Der Mythos vom „orientalischen Despotismus“

Die europäische Mythos von der „orientalischen Despotie“ entstand in der Zeit der Aufklärung:

The fantasy of Oriental despotism seems to be ruled by the maximum distance in relation to our European reality, yet at the same time strangely close. It is geographically far removed, and its features, as different as possible from those of our own society, seem to be permeated with an uncanny quality (…)
Those features are remarkably obstinate and inflexible through a great number of discourses and over a considerable span of time: subjects who abase themselves before a despot, the sole possessor of all political power; their total compliance with the despot’s whimsical will a their utter deindividualization (…) a political order which functions without any attempt at legitimacy, without the regard for the will or welfare of the people (…) the unfathomable structure of the despot’s court, with the seraglio at its centre, displaying a highly codified hierarchy of viziers, janissaries, mutes, dwarves, eunuchs, and countless despot’s wives; and last but not least, the immense sexual lust, the supposed boundless jouissance at the core of this institution, the despot’s endless copulation with an endless number of women. This world seems to be politically insane, rationally untenable, economically catastrophic, morally outrageous, monstrous in any human terms presenting an image of infamy and degradation, the very negative of our own society.
(…)
To be sure, it is obvious that this fantasy, elaborated down to the smallest detail, does not correspond to any Asian reality. It is easy to expose the unreliability of sources, the use of highly dubious hearsay, the blatant partiality and prejudice of the authors, their meticulous reports on things which they, by their own account could not possibly have witnessed (…)

Grosrichard

Mit der Warnung vor dem drohenden Despotismus konnten die verschiedenen politischen Strömungen ihre jeweiligen Gegner diffamieren:

The despotic fantasy served as an ideological weapon at the time of the Enlightenment, a handy weapon to strike the opponent, a warning and a constant inner peril. The rising bourgeoisie could denounce the proponents of the old order as riddled with the despotic disease, bearers of an irrational privilege and perpetuators of slavery. The aristocracy could present democratic demands as an extension of despotic levelling, soulless deindividualization, loss of rank and distinction.

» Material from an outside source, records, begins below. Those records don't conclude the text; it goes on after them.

use crate::manager::SpatialAudioManager;
use audio_graph::AudioGraph;
use log::{debug, info, warn};
use spatial_core::{
    Error, EventKind, NewParticipant, PanningType, SettingsUpdate, SourceHandle, SpatialEvent,
};
use tokio::sync::mpsc;
use tokio::sync::mpsc::error::TrySendError;

/// Commands driving the spatial audio manager from the host application
#[derive(Debug, Clone, PartialEq)]
pub enum SpatialCommand {
    /// Reconcile against the complete current participant list
    SyncParticipants(Vec<String>),
    AddParticipant(NewParticipant),
    RemoveParticipant(String),
    ConnectSource {
        participant_id: String,
        source: SourceHandle,
    },
    SetMuted {
        participant_id: String,
        is_muted: bool,
    },
    Enable,
    Disable,
    SetType(PanningType),
    UpdateSettings(SettingsUpdate),
    /// Tear down the manager and stop the handler
    Shutdown,
}

/// Handler owning the manager, applying commands from the host and
/// forwarding manager events back to it
pub struct SpatialAudioHandler<G: AudioGraph> {
    /// The manager, until shutdown
    manager: Option<SpatialAudioManager<G>>,
    /// The closed graph handed back by the manager on shutdown
    graph: Option<G>,
    /// Channel for receiving commands
    command_rx: mpsc::Receiver<SpatialCommand>,
}

impl<G: AudioGraph> SpatialAudioHandler<G> {
    /// Create a handler that forwards every manager event into `event_tx`
    pub fn new(
        mut manager: SpatialAudioManager<G>,
        command_rx: mpsc::Receiver<SpatialCommand>,
        event_tx: mpsc::Sender<SpatialEvent>,
    ) -> Self {
        for kind in EventKind::ALL {
            let event_tx = event_tx.clone();
            manager.add_event_listener(kind, move |event| {
                match event_tx.try_send(event.clone()) {
                    Ok(()) => Ok(()),
                    Err(TrySendError::Full(event)) => {
                        warn!("Event channel full, dropping {} event", event.kind());
                        Ok(())
                    }
                    Err(TrySendError::Closed(_)) => {
                        Err(anyhow::anyhow!("event channel closed"))
                    }
                }
            });
        }

        Self {
            manager: Some(manager),
            graph: None,
            command_rx,
        }
    }

    pub fn manager(&self) -> Option<&SpatialAudioManager<G>> {
        self.manager.as_ref()
    }

    /// Take the closed graph once the handler has shut down
    pub fn take_graph(&mut self) -> Option<G> {
        self.graph.take()
    }

    /// Run the handler until `Shutdown` is received or the command channel
    /// closes, then destroy the manager
    pub async fn run(&mut self) -> Result<(), Error> {
        if self.manager.is_none() {
            return Err(Error::InvalidState(
                "spatial audio handler already shut down".to_string(),
            ));
        }

        loop {
            tokio::select! {
                Some(command) = self.command_rx.recv() => {
                    if let SpatialCommand::Shutdown = command {
                        info!("Received shutdown command, exiting spatial audio handler");
                        break;
                    }
                    self.handle_command(command);
                }

                else => {
                    debug!("Spatial command channel closed");
                    break;
                }
            }
        }

        if let Some(manager) = self.manager.take() {
            self.graph = Some(manager.destroy());
        }
        Ok(())
    }

    fn handle_command(&mut self, command: SpatialCommand) {
        let Some(manager) = self.manager.as_mut() else {
            warn!("Ignoring {:?}, manager already destroyed", command);
            return;
        };

        match command {
            SpatialCommand::SyncParticipants(participant_ids) => {
                if participant_ids.is_empty() {
                    debug!("Ignoring empty participant list");
                    return;
                }
                manager.synchronize_with_all_participants(participant_ids);
            }

            SpatialCommand::AddParticipant(participant) => manager.add_participant(participant),

            SpatialCommand::RemoveParticipant(participant_id) => {
                manager.remove_participant(&participant_id)
            }

            SpatialCommand::ConnectSource {
                participant_id,
                source,
            } => manager.connect_participant_source(&participant_id, source),

            SpatialCommand::SetMuted {
                participant_id,
                is_muted,
            } => manager.update_participant_mute_status(&participant_id, is_muted),

            SpatialCommand::Enable => manager.set_enabled(true),

            SpatialCommand::Disable => manager.set_enabled(false),

            SpatialCommand::SetType(kind) => {
                manager.update_settings(SettingsUpdate::new().panning(kind))
            }

            SpatialCommand::UpdateSettings(update) => manager.update_settings(update),

            SpatialCommand::Shutdown => {}
        }
    }
}
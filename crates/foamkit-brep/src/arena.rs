//! Entity arena
//!
//! The single allocator for interchange records. Identifiers start at 1 and
//! increase strictly in allocation order; a record may only reference
//! identifiers allocated before it, so the emitted stream never contains a
//! forward reference.

use crate::entity::Entity;
use std::fmt;

/// Identifier of an allocated record (`#n` in the output).
#[derive(Debug, Clone, Copy, PartialEq, Eq, PartialOrd, Ord, Hash)]
pub struct EntityId(usize);

impl EntityId {
    pub fn get(self) -> usize {
        self.0
    }
}

impl fmt::Display for EntityId {
    fn fmt(&self, f: &mut fmt::Formatter<'_>) -> fmt::Result {
        write!(f, "#{}", self.0)
    }
}

/// Append-only record store.
#[derive(Debug, Default)]
pub struct EntityArena {
    entities: Vec<Entity>,
}

impl EntityArena {
    pub fn new() -> Self {
        Self::default()
    }

    /// Allocate the next identifier and append `entity` under it.
    ///
    /// # Panics
    /// If `entity` references an identifier not yet allocated by this arena.
    pub fn alloc(&mut self, entity: Entity) -> EntityId {
        let id = EntityId(self.entities.len() + 1);
        for reference in entity.references() {
            assert!(
                reference < id,
                "entity {} references {} which has not been allocated",
                id,
                reference
            );
        }
        self.entities.push(entity);
        id
    }

    pub fn get(&self, id: EntityId) -> Option<&Entity> {
        id.0.checked_sub(1).and_then(|index| self.entities.get(index))
    }

    pub fn len(&self) -> usize {
        self.entities.len()
    }

    pub fn is_empty(&self) -> bool {
        self.entities.is_empty()
    }

    /// Records in identifier order
    pub fn iter(&self) -> impl Iterator<Item = (EntityId, &Entity)> {
        self.entities
            .iter()
            .enumerate()
            .map(|(index, entity)| (EntityId(index + 1), entity))
    }

    /// Count records whose rendered keyword matches `keyword` exactly
    pub fn count(&self, keyword: &str) -> usize {
        self.entities
            .iter()
            .filter(|entity| {
                let body = entity.render();
                body.strip_prefix(keyword)
                    .is_some_and(|rest| rest.starts_with('('))
            })
            .count()
    }
}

Auch heute noch erfreut sich dieses Konzept großer Beliebtheit und ist keineswegs verschwunden:

One may think that the fantasy of despotism, displayed in such a bare and naive form at the time of the Enlightenment, at the dawn of our fundamental social and subjective structures, is obsolete today, in so far as we have access to better information which restrains and curbs the fantasy. This is obviously not so. New impersonations easily spring up, from the more extreme cases of the Chinese Cultural Revolution, Gaddafi’s Libya and Khomeini’s Iran to the general persistent depiction of the Arabs, ‚Muslim fundamentalism‘, the bizarre habits of the Japanese, and so on, the still unfathomable Oriental Other.

Aus: Mladen Dolar Introduction to: The Sultan’s Court. European Fantasies of the East (Alain Grosrichard).